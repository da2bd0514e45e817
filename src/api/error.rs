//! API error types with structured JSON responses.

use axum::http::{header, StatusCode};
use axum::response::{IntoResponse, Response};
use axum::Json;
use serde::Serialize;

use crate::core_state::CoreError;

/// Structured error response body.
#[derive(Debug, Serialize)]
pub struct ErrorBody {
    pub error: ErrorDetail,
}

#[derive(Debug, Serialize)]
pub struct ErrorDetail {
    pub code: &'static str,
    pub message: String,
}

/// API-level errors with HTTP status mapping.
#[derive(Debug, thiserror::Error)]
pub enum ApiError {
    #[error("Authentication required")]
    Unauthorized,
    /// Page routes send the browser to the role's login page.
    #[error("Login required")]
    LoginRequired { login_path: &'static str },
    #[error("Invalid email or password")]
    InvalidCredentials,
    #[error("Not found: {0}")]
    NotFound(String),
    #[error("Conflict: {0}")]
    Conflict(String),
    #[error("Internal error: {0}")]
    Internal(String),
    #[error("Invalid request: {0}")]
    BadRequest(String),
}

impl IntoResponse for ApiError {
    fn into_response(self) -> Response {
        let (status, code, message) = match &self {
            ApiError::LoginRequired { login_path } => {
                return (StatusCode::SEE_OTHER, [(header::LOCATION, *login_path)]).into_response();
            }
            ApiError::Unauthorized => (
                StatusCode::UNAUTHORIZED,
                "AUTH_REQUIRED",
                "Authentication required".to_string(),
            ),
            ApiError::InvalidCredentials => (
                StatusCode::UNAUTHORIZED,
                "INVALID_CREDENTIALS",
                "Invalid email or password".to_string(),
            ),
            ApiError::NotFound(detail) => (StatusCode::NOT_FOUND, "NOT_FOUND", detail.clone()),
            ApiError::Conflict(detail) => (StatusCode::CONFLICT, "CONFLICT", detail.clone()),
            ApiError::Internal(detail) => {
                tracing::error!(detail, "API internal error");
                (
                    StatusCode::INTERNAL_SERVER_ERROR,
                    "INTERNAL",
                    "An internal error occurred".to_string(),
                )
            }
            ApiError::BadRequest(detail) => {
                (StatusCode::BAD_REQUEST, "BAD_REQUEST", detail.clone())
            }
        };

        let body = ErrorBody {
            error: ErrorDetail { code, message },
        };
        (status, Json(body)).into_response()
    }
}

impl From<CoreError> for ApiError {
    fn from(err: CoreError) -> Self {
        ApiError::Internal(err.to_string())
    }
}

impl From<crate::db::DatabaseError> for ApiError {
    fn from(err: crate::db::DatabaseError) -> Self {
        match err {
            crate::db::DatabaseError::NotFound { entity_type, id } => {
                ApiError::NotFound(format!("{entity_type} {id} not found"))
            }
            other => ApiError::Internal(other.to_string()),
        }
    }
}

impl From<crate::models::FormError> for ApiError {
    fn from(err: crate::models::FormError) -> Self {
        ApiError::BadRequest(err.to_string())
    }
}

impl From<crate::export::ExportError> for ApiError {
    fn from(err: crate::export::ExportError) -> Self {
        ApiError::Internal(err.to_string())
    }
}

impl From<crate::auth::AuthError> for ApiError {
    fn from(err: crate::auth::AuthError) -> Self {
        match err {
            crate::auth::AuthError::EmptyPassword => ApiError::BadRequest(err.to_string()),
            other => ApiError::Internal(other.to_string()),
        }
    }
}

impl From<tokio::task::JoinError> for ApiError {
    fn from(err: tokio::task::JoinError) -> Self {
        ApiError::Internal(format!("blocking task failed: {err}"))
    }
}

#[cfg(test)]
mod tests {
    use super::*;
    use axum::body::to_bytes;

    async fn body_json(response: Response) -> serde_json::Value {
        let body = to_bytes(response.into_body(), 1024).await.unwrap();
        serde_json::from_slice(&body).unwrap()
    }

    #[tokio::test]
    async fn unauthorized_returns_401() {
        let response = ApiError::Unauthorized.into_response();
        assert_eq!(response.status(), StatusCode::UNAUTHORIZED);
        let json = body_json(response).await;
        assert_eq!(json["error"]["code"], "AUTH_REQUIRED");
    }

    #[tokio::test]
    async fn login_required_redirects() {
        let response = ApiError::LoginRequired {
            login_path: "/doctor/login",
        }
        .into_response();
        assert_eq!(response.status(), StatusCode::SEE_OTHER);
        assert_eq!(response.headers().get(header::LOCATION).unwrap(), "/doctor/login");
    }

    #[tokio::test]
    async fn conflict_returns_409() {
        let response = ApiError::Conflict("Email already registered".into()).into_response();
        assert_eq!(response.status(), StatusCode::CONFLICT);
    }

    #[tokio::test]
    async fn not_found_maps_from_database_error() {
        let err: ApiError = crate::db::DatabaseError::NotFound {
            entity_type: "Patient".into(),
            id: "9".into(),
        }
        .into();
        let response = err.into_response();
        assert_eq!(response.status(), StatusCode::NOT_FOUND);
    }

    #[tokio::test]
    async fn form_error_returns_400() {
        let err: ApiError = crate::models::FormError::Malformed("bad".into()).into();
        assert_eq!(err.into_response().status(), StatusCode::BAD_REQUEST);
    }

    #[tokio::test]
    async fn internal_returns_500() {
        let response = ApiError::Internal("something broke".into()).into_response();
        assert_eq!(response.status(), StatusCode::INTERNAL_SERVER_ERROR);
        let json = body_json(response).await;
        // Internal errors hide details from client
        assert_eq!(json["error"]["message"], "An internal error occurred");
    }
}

------------------------------------------------

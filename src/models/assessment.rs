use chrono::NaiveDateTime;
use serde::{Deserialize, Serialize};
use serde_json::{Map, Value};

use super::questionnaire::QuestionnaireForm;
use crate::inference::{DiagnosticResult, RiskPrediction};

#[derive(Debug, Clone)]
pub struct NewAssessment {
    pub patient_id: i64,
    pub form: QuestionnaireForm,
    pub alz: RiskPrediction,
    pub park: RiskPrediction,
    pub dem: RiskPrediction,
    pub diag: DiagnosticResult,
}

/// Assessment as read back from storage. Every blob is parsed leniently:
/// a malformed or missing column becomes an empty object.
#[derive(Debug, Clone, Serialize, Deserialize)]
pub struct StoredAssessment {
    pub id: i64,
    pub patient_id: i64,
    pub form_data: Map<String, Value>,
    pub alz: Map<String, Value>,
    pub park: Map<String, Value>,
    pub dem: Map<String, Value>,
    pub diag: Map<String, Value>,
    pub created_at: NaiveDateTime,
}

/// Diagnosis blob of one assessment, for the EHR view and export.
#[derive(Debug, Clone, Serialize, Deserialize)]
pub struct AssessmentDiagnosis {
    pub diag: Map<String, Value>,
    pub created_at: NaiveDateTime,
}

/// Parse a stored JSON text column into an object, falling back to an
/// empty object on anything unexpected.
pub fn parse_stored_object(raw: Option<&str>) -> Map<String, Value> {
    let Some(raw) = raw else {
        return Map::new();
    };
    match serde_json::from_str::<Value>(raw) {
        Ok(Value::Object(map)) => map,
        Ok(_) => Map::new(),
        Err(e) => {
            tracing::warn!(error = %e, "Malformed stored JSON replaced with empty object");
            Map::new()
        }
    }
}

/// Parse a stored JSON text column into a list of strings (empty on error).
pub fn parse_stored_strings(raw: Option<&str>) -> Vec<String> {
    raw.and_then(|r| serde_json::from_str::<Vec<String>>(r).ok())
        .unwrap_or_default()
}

------------------------------------------------

Above this task is a listing. Restate, word for word and with nothing added, the lines from the one with "repository da2bd0514e45e817" through the one with "impl IntoResponse for".

repository da2bd0514e45e817
filename src/api/error.rs
//! API error types with structured JSON responses.

use axum::http::{header, StatusCode};
use axum::response::{IntoResponse, Response};
use axum::Json;
use serde::Serialize;

use crate::core_state::CoreError;

/// Structured error response body.
#[derive(Debug, Serialize)]
pub struct ErrorBody {
    pub error: ErrorDetail,
}

#[derive(Debug, Serialize)]
pub struct ErrorDetail {
    pub code: &'static str,
    pub message: String,
}

/// API-level errors with HTTP status mapping.
#[derive(Debug, thiserror::Error)]
pub enum ApiError {
    #[error("Authentication required")]
    Unauthorized,
    /// Page routes send the browser to the role's login page.
    #[error("Login required")]
    LoginRequired { login_path: &'static str },
    #[error("Invalid email or password")]
    InvalidCredentials,
    #[error("Not found: {0}")]
    NotFound(String),
    #[error("Conflict: {0}")]
    Conflict(String),
    #[error("Internal error: {0}")]
    Internal(String),
    #[error("Invalid request: {0}")]
    BadRequest(String),
}

impl IntoResponse for ApiError {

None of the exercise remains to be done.